The actual winding cross section is only obtained by cutting two second corners 5 parallel to the first diagonal 6. The actual winding cross section thus does not have four but a total of six sides. The two additional sides obtained by cutting out the diamond-shaped matrix are marked in the drawing with the reference sign 8.

The distance 9 between the two additional sides 8 is advantageously between 0.05mm and 0.2mm according to the invention, the two additional sides 8 furthermore preferably have a length between 0.01mm and 0.05mm, the length of the first diagonal is further preferably between 0.03mm and 0.07mm, the second internal angle β is further preferably between 3 ° and 30 °, in the embodiment shown, the second internal angle is about 30 °.

In order to simplify the production of the compensation spring according to the invention, the transitions between the two additional sides 8 of the diamond shape and the respectively adjacent side 3 are rounded. The radius R of the circle is clearly visible in fig. 3 and is between 0.005mm and 0.05 mm.

In the exemplary embodiment shown, two opposite second corners 5 are each cut off at the same height, so that a convoluted cross section results which is embodied symmetrically both with respect to the first diagonal 6 and with respect to the second diagonal 7.

Next, a method for manufacturing the balance spring according to the present invention is described. The compensating spring is produced from a blank made of a ceramic material. Preferably, a blank made of glass ceramic is used here.
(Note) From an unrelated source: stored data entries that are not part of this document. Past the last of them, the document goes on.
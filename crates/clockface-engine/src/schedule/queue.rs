use std::collections::{BTreeMap, HashMap};
use std::time::Duration;

use super::{Scheduler, TimerHandle};

/// A task whose deadline has passed.
#[derive(Debug, Clone, PartialEq)]
pub struct Due<T> {
    pub handle: TimerHandle,
    pub deadline: Duration,
    pub payload: T,
}

/// Deadline-ordered queue of deferred payloads.
///
/// Ordering: earliest deadline first; tasks sharing a deadline fire in the
/// order they were scheduled. Time never runs backwards: `advance_to` with an
/// earlier instant is ignored.
#[derive(Debug)]
pub struct TaskQueue<T> {
    now: Duration,
    next_id: u64,
    /// Keyed by (deadline, id) so ties break on scheduling order.
    pending: BTreeMap<(Duration, u64), T>,
    deadlines: HashMap<u64, Duration>,
}

impl<T> TaskQueue<T> {
    pub fn new() -> Self {
        Self {
            now: Duration::ZERO,
            next_id: 0,
            pending: BTreeMap::new(),
            deadlines: HashMap::new(),
        }
    }

    /// Current time base.
    #[inline]
    pub fn now(&self) -> Duration {
        self.now
    }

    pub fn advance_to(&mut self, now: Duration) {
        self.now = self.now.max(now);
    }

    pub fn advance_by(&mut self, delta: Duration) {
        self.now = self.now.saturating_add(delta);
    }

    #[inline]
    pub fn len(&self) -> usize {
        self.pending.len()
    }

    #[inline]
    pub fn is_empty(&self) -> bool {
        self.pending.is_empty()
    }

    #[inline]
    pub fn contains(&self, handle: TimerHandle) -> bool {
        self.deadlines.contains_key(&handle.0)
    }

    /// Deadline of the earliest pending task.
    pub fn next_deadline(&self) -> Option<Duration> {
        self.pending.keys().next().map(|&(deadline, _)| deadline)
    }

    /// Time left until the earliest pending task, zero if it is already due.
    pub fn time_until_next(&self) -> Option<Duration> {
        self.next_deadline().map(|d| d.saturating_sub(self.now))
    }

    /// Removes and returns the earliest task whose deadline is not after `now()`.
    pub fn pop_due(&mut self) -> Option<Due<T>> {
        let (&(deadline, id), _) = self.pending.first_key_value()?;
        if deadline > self.now {
            return None;
        }
        let payload = self.pending.remove(&(deadline, id))?;
        self.deadlines.remove(&id);
        Some(Due { handle: TimerHandle(id), deadline, payload })
    }

    /// Drops every pending task.
    pub fn clear(&mut self) {
        self.pending.clear();
        self.deadlines.clear();
    }
}

impl<T> Default for TaskQueue<T> {
    fn default() -> Self {
        Self::new()
    }
}

impl<T> Scheduler<T> for TaskQueue<T> {
    fn schedule(&mut self, delay: Duration, payload: T) -> TimerHandle {
        let id = self.next_id;
        self.next_id += 1;

        let deadline = self.now.saturating_add(delay);
        self.pending.insert((deadline, id), payload);
        self.deadlines.insert(id, deadline);

        log::trace!("task {id} scheduled for {deadline:?}");
        TimerHandle(id)
    }

    fn cancel(&mut self, handle: TimerHandle) -> bool {
        let Some(deadline) = self.deadlines.remove(&handle.0) else {
            return false;
        };
        self.pending.remove(&(deadline, handle.0)).is_some()
    }
}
The blank is a circular disk 10 which is shown in an oblique view in fig. 4. The disk 10 is designed by means of a selective laser ablation method in such a way that a desired winding cross section results. For this purpose, a first V-shaped groove 13 is first introduced into the upper side 16 of the disk 10 by means of the laser beam 12 of the ultrashort pulse laser 11. The groove 13 is recognizable not only in fig. 5 but also in the sectional view from fig. 6. The V-shaped groove 13 marks the gap between the subsequent convolutions of the balancing spring and is therefore itself helically configured. As shown in fig. 6, the depth of the groove is about more than half the material thickness of the disk 10. The groove bottom is thus located below the line 15 in fig. 6, which line 15 marks the middle of the ceramic disc 10.

After the first groove 13 has been introduced into the upper side 16 of the disk 10, the disk 10 is turned over so that the lower side 17 of the disk can be formed with the laser 11. The V-shaped groove is now likewise introduced into the underside 17 by means of the laser. This second V-shaped groove is indicated in fig. 7 by a dashed line and is provided with reference sign 14. The two V-shaped grooves 13 and 14 are superimposed and together form a break which separates the individual convolutions of the helical balancing spring from each other.